After 52 years of conflict, Colombia’s Farc rebels yesterday opened what leaders hope will be their last wartime conference, where they will vote on a historic peace deal with the government.
The Revolutionary Armed Forces of Colombia (Farc), a Marxist guerrilla group launched in 1964, held its 10th national conference in El Caguan, its Switzerland-sized stronghold, to ratify a peace accord hashed out in nearly four years of talks.
The week-long conference marks the first time they will discuss peace instead of war during such an event.
If all goes according to the Farc leadership’s plan, it will end with the group’s relaunch as a political party.
The Farc, which today has an estimated 7,500 fighters, concluded the peace deal with the government on August 24, followed by a bilateral ceasefire.
The Colombian conflict, which has drawn in other leftist guerrillas, right-wing paramilitaries and criminal gangs, has killed more than 260,000 people, left 45,000 missing and forced nearly 7mn to flee their homes.
If the conference approves the peace deal, as expected, Farc leader Timoleon “Timochenko” Jimenez will sign the agreement with centre-right President Juan Manuel Santos on September 26 in the Caribbean port of Cartagena.
The 297-page document comprises six separate deals: justice and reparations for victims of the conflict; land reform; the Farc’s relaunch as a political party; disarmament; fighting the drug trafficking that has fuelled the fighting; and implementation and monitoring of the accord.
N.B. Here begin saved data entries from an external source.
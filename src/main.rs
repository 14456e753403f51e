use std::fs::File;
use std::io::BufReader;
use std::path::PathBuf;

use anyhow::Context;
use clap::Parser;
use serde::Serialize;

use wayfinder::config::NavConfig;
use wayfinder::graph::{Building, Graph, Pathfinder, Route};
use wayfinder::output::OutputFormat;
use wayfinder::signal_processing::compass_bearing;

#[derive(Parser, Debug)]
#[command(name = "wayfinder")]
#[command(about = "Plan indoor walking routes over a building graph", long_about = None)]
struct Args {
    /// Start node id
    #[arg(required_unless_present = "list")]
    from: Option<String>,

    /// Destination node id
    #[arg(required_unless_present = "list")]
    to: Option<String>,

    /// Graph JSON file (overrides --building)
    #[arg(short = 'g', long)]
    graph: Option<PathBuf>,

    /// Bundled building map
    #[arg(short = 'b', long, value_enum, default_value = "college")]
    building: Building,

    /// TOML configuration file
    #[arg(short = 'c', long)]
    config: Option<PathBuf>,

    /// List selectable destinations and exit
    #[arg(short = 'l', long)]
    list: bool,

    /// Output format: text, json
    #[arg(short = 'f', long, value_enum, default_value = "text")]
    format: OutputFormat,

    /// Increase output verbosity
    #[arg(short = 'v', long, action = clap::ArgAction::Count)]
    verbose: u8,
}

#[derive(Debug, Serialize)]
struct SegmentPlan<'a> {
    from: &'a str,
    to: &'a str,
    distance: f64,
    bearing: f64,
}

#[derive(Debug, Serialize)]
struct RoutePlan<'a> {
    route: Vec<&'a str>,
    distance: f64,
    estimated_secs: u64,
    nodes_expanded: usize,
    segments: Vec<SegmentPlan<'a>>,
}

impl<'a> RoutePlan<'a> {
    fn new(route: &'a Route, config: &NavConfig) -> Self {
        let segments = route
            .nodes()
            .windows(2)
            .map(|w| SegmentPlan {
                from: &w[0].id,
                to: &w[1].id,
                distance: w[0].distance_to(&w[1]),
                bearing: compass_bearing(w[1].x - w[0].x, w[1].y - w[0].y),
            })
            .collect();
        Self {
            route: route.ids(),
            distance: route.total_distance(),
            estimated_secs: route
                .estimated_time(config.route.walking_speed_mps)
                .as_secs(),
            nodes_expanded: route.nodes_expanded(),
            segments,
        }
    }
}

fn load_graph(args: &Args) -> anyhow::Result<Graph> {
    match &args.graph {
        Some(path) => {
            let file = File::open(path)
                .with_context(|| format!("Failed to open graph {}", path.display()))?;
            Graph::from_reader(BufReader::new(file))
                .with_context(|| format!("Failed to parse graph {}", path.display()))
        }
        None => Ok(Graph::bundled(args.building)?),
    }
}

fn main() -> anyhow::Result<()> {
    let args = Args::parse();

    let log_level = match args.verbose {
        0 => "warn",
        1 => "info",
        2 => "debug",
        _ => "trace",
    };
    env_logger::Builder::from_env(env_logger::Env::default().default_filter_or(log_level)).init();

    let config = match &args.config {
        Some(path) => NavConfig::load(path)
            .with_context(|| format!("Failed to load config {}", path.display()))?,
        None => NavConfig::default(),
    };

    let graph = load_graph(&args)?;
    for bad in graph.malformed_edges() {
        log::warn!(
            "Edge {} references missing node {}",
            bad.edge_id,
            bad.missing_node
        );
    }

    if args.list {
        print_destinations(&graph, args.format)?;
        return Ok(());
    }

    let (Some(from), Some(to)) = (args.from.as_deref(), args.to.as_deref()) else {
        anyhow::bail!("Both a start and a destination are required");
    };

    let pathfinder = Pathfinder::new(&config.route);
    let route = pathfinder
        .find_path(&graph, from, to)
        .with_context(|| format!("No route from {} to {}", from, to))?;

    let plan = RoutePlan::new(&route, &config);
    match args.format {
        OutputFormat::Json => println!("{}", serde_json::to_string_pretty(&plan)?),
        OutputFormat::Text => print_plan(&route, &plan, args.verbose > 0),
    }

    Ok(())
}

fn print_destinations(graph: &Graph, format: OutputFormat) -> anyhow::Result<()> {
    let destinations = graph.destinations();
    match format {
        OutputFormat::Json => {
            let list: Vec<_> = destinations
                .iter()
                .map(|(id, name)| serde_json::json!({ "id": id, "name": name }))
                .collect();
            println!("{}", serde_json::to_string_pretty(&list)?);
        }
        OutputFormat::Text => {
            for (id, name) in destinations {
                println!("{:<12} {}", id, name);
            }
        }
    }
    Ok(())
}

fn print_plan(route: &Route, plan: &RoutePlan, verbose: bool) {
    println!("Route: {}", route.summary());
    println!("Distance: {:.1} m", plan.distance);
    println!("Estimated time: {} s", plan.estimated_secs);
    if verbose {
        println!("Nodes expanded: {}", plan.nodes_expanded);
    }
    println!();
    for segment in &plan.segments {
        println!(
            "  {:<10} -> {:<10} {:>6.1} m  bearing {:>5.1}°",
            segment.from, segment.to, segment.distance, segment.bearing
        );
    }
}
Jimenez flew in for the conference this week from Cuba, where the peace talks were held.
Arriving at the conference site in the vast Yari plains, several hours from the town of San Vicente del Caguan, he underscored the event’s importance.
“Everything we are now doing will help us achieve our goals,” he said, stepping off a helicopter provided by the International Committee of the Red Cross, according to the guerrilla media outlet Noticias Nueva Colombia.
Some 200 Farc delegates, including 29 members of the general staff and delegates elected by the rank and file, will vote on the peace deal.
The conference is set to mark another first: Farc leaders will be meeting not in secret, but with the authorities’ full support in the presence of around 900 people, including 50 guests and some 350 journalists from around the world.
The conference is set to take place in a brick building the guerrillas hastily constructed amid tall grass.
The peace agreement must still be approved by Colombian voters in a referendum on October 2 — a step Santos insisted on to ensure the full legitimacy of the process.
Recent opinion polls put the “Yes” vote ahead, though the latest — released on Friday by pollster Datexco — found support had fallen by 9.5 percentage points, to 55.3%, since the previous week.
The “No” camp had 38.3%, it found. The government has yet to open peace talks with a smaller guerrilla group, the National Liberation Army (ELN).